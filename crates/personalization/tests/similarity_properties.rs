use chrono::NaiveDate;
use proptest::prelude::*;
use shopper_core::types::Transaction;
use shopper_personalization::{build_similarity, RecommendationEngine};
use std::sync::Arc;

fn purchase(customer: u8, product: u8, qty: u8) -> Transaction {
    Transaction {
        invoice_no: format!("INV-{customer}"),
        stock_code: None,
        description: format!("PRODUCT {product:02}"),
        quantity: qty as i64,
        unit_price: 1.25,
        customer_id: format!("{customer}"),
        invoice_date: NaiveDate::from_ymd_opt(2011, 3, 1)
            .unwrap()
            .and_hms_opt(12, 0, 0)
            .unwrap(),
        country: "United Kingdom".to_string(),
        line_total: qty as f64 * 1.25,
    }
}

fn purchases() -> impl Strategy<Value = Vec<Transaction>> {
    prop::collection::vec((0u8..8, 0u8..12, 1u8..20), 1..60)
        .prop_map(|rows| rows.into_iter().map(|(c, p, q)| purchase(c, p, q)).collect())
}

proptest! {
    #[test]
    fn similarity_is_symmetric(txns in purchases()) {
        let table = build_similarity(&txns);
        let n = table.len();
        for i in 0..n {
            for j in 0..n {
                prop_assert!((table.get(i, j) - table.get(j, i)).abs() < 1e-12);
            }
        }
    }

    #[test]
    fn purchased_products_are_self_similar(txns in purchases()) {
        let table = build_similarity(&txns);
        for i in 0..table.len() {
            prop_assert!((table.get(i, i) - 1.0).abs() < 1e-12);
        }
    }

    #[test]
    fn scores_stay_in_unit_interval(txns in purchases()) {
        let table = build_similarity(&txns);
        for i in 0..table.len() {
            for &s in table.row(i) {
                prop_assert!((0.0..=1.0).contains(&s), "score {} out of range", s);
            }
        }
    }

    #[test]
    fn lookup_excludes_query_and_respects_count(txns in purchases(), n in 0usize..15) {
        let engine = RecommendationEngine::new(Arc::new(build_similarity(&txns)));
        for product in engine.products() {
            let recs = engine.similar_products(product, n);
            prop_assert!(!recs.contains(product));
            prop_assert!(recs.len() <= n);
            prop_assert!(recs.len() <= engine.products().len() - 1);
        }
    }

    #[test]
    fn lookup_scores_are_descending(txns in purchases()) {
        let engine = RecommendationEngine::new(Arc::new(build_similarity(&txns)));
        for product in engine.products() {
            let recs = engine.recommend(product, 5);
            for pair in recs.windows(2) {
                prop_assert!(pair[0].score >= pair[1].score);
            }
        }
    }
}

#[test]
fn unknown_product_has_no_recommendations() {
    let txns = vec![purchase(1, 1, 2), purchase(1, 2, 2), purchase(2, 1, 1)];
    let engine = RecommendationEngine::new(Arc::new(build_similarity(&txns)));
    assert!(engine.similar_products("NOT IN CATALOG", 5).is_empty());
}
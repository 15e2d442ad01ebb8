use serde::{Deserialize, Serialize};
use shopper_core::types::{CustomerSegment, SegmentLabel};
use std::collections::BTreeMap;

/// Mean RFM values of every customer carrying one segment label.
#[derive(Debug, Clone, PartialEq, Serialize, Deserialize)]
pub struct SegmentSummary {
    pub segment: SegmentLabel,
    pub customers: usize,
    pub mean_recency: f64,
    pub mean_frequency: f64,
    pub mean_monetary: f64,
}

/// Per-label means rounded to two decimals, ordered by label name.
/// Labels with no customers are omitted.
pub fn segment_summary(customers: &[CustomerSegment]) -> Vec<SegmentSummary> {
    // (count, recency, frequency, monetary) keyed by display name.
    let mut totals: BTreeMap<&'static str, (SegmentLabel, usize, f64, f64, f64)> = BTreeMap::new();
    for c in customers {
        let entry = totals
            .entry(c.segment.as_str())
            .or_insert((c.segment, 0, 0.0, 0.0, 0.0));
        entry.1 += 1;
        entry.2 += c.recency as f64;
        entry.3 += c.frequency as f64;
        entry.4 += c.monetary;
    }

    totals
        .into_values()
        .map(|(segment, n, r, f, m)| {
            let n_f = n as f64;
            SegmentSummary {
                segment,
                customers: n,
                mean_recency: round2(r / n_f),
                mean_frequency: round2(f / n_f),
                mean_monetary: round2(m / n_f),
            }
        })
        .collect()
}

fn round2(x: f64) -> f64 {
    (x * 100.0).round() / 100.0
}
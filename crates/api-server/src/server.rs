//! API server: HTML lookup pages, the JSON API and the metrics exporter.

use crate::rest::{self, AppState};
use crate::ui;
use anyhow::Context;
use axum::routing::get;
use axum::Router;
use shopper_core::config::AppConfig;
use shopper_personalization::RecommendationEngine;
use shopper_storage::load_similarity;
use std::net::SocketAddr;
use std::sync::Arc;
use std::time::Instant;
use tower_http::compression::CompressionLayer;
use tower_http::cors::CorsLayer;
use tower_http::trace::TraceLayer;
use tracing::info;

/// Read-only server over a similarity table loaded once at startup.
pub struct ApiServer {
    config: AppConfig,
    engine: Arc<RecommendationEngine>,
}

impl ApiServer {
    pub fn new(config: AppConfig, engine: Arc<RecommendationEngine>) -> Self {
        Self { config, engine }
    }

    /// Load the persisted similarity table named in the config. A missing
    /// table is an error; the server does not start without one.
    pub fn from_config(config: AppConfig) -> anyhow::Result<Self> {
        let path = config.data.similarity_path.clone();
        let table = load_similarity(&path).with_context(|| {
            format!("failed to load similarity table from {path}; run the pipeline first")
        })?;
        info!(path = %path, products = table.len(), "Similarity table loaded");
        let engine = Arc::new(RecommendationEngine::new(Arc::new(table)));
        Ok(Self::new(config, engine))
    }

    pub fn engine(&self) -> &Arc<RecommendationEngine> {
        &self.engine
    }

    /// Build the application router with all routes and middleware.
    pub fn router(&self) -> Router {
        let state = AppState {
            engine: self.engine.clone(),
            default_count: self.config.recommend.default_count,
            max_count: self.config.recommend.max_count,
            start_time: Instant::now(),
        };

        Router::new()
            // HTML pages
            .route("/", get(ui::index))
            .route("/recommendations", get(ui::recommendations_page))
            // JSON API
            .route("/v1/products", get(rest::list_products))
            .route("/v1/recommendations", get(rest::recommendations))
            // Operational endpoints
            .route("/health", get(rest::health_check))
            .route("/ready", get(rest::readiness))
            .route("/live", get(rest::liveness))
            // Middleware
            .layer(CompressionLayer::new())
            .layer(CorsLayer::permissive())
            .layer(TraceLayer::new_for_http())
            .with_state(state)
    }

    /// Start the HTTP server and serve until the process exits.
    pub async fn start_http(&self) -> anyhow::Result<()> {
        let app = self.router();

        let addr = SocketAddr::new(self.config.api.host.parse()?, self.config.api.http_port);

        info!(addr = %addr, "Starting HTTP server");

        let listener = tokio::net::TcpListener::bind(addr).await?;
        axum::serve(listener, app).await?;

        Ok(())
    }

    /// Install the Prometheus recorder and its scrape listener on the
    /// metrics port. Must be called from inside the tokio runtime.
    pub fn start_metrics(&self) -> anyhow::Result<()> {
        metrics_exporter_prometheus::PrometheusBuilder::new()
            .with_http_listener(SocketAddr::new(
                self.config.api.host.parse()?,
                self.config.metrics.port,
            ))
            .install()?;

        info!(port = self.config.metrics.port, "Metrics exporter started");
        Ok(())
    }
}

——————

Problem
Proceeding from the line containing "#[derive(Debug, Clone, PartialEq, Serialize, Deserialize)]" through the line containing "entry.2 += c.recency as f64;", transcribe the lines above exactly, both end lines included.

Written answer
#[derive(Debug, Clone, PartialEq, Serialize, Deserialize)]
pub struct SegmentSummary {
    pub segment: SegmentLabel,
    pub customers: usize,
    pub mean_recency: f64,
    pub mean_frequency: f64,
    pub mean_monetary: f64,
}

/// Per-label means rounded to two decimals, ordered by label name.
/// Labels with no customers are omitted.
pub fn segment_summary(customers: &[CustomerSegment]) -> Vec<SegmentSummary> {
    // (count, recency, frequency, monetary) keyed by display name.
    let mut totals: BTreeMap<&'static str, (SegmentLabel, usize, f64, f64, f64)> = BTreeMap::new();
    for c in customers {
        let entry = totals
            .entry(c.segment.as_str())
            .or_insert((c.segment, 0, 0.0, 0.0, 0.0));
        entry.1 += 1;
        entry.2 += c.recency as f64;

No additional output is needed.